PROBLEM REQUIREMENTS => Check each line of the records for "iter"; collect those that have it.

MATERIALS PROVIDED =>
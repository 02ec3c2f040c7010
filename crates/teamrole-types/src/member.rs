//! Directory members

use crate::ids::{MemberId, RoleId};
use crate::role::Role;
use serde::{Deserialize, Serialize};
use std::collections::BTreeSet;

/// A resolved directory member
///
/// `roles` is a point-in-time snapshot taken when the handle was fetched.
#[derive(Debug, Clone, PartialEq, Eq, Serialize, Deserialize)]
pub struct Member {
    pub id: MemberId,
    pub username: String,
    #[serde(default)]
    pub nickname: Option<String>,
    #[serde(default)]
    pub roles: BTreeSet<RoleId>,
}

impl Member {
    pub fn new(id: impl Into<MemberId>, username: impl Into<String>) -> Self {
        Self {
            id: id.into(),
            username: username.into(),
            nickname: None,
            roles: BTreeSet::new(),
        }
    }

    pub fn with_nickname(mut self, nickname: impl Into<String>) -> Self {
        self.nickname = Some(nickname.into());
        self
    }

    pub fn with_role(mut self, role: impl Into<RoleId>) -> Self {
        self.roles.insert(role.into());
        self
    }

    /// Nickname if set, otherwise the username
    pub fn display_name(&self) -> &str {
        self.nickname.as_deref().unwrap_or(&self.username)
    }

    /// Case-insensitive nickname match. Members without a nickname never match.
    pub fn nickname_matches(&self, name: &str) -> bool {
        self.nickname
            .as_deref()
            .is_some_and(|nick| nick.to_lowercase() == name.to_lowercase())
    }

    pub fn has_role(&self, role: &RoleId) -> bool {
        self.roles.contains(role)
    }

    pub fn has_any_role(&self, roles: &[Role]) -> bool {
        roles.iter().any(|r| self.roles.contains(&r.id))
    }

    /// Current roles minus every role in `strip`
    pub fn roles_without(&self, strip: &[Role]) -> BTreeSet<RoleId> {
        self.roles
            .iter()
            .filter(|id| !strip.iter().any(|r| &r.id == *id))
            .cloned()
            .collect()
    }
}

RESULT BELOW =>
        roles.iter().any(|r| self.roles.contains(&r.id))
            .iter()
            .filter(|id| !strip.iter().any(|r| &r.id == *id))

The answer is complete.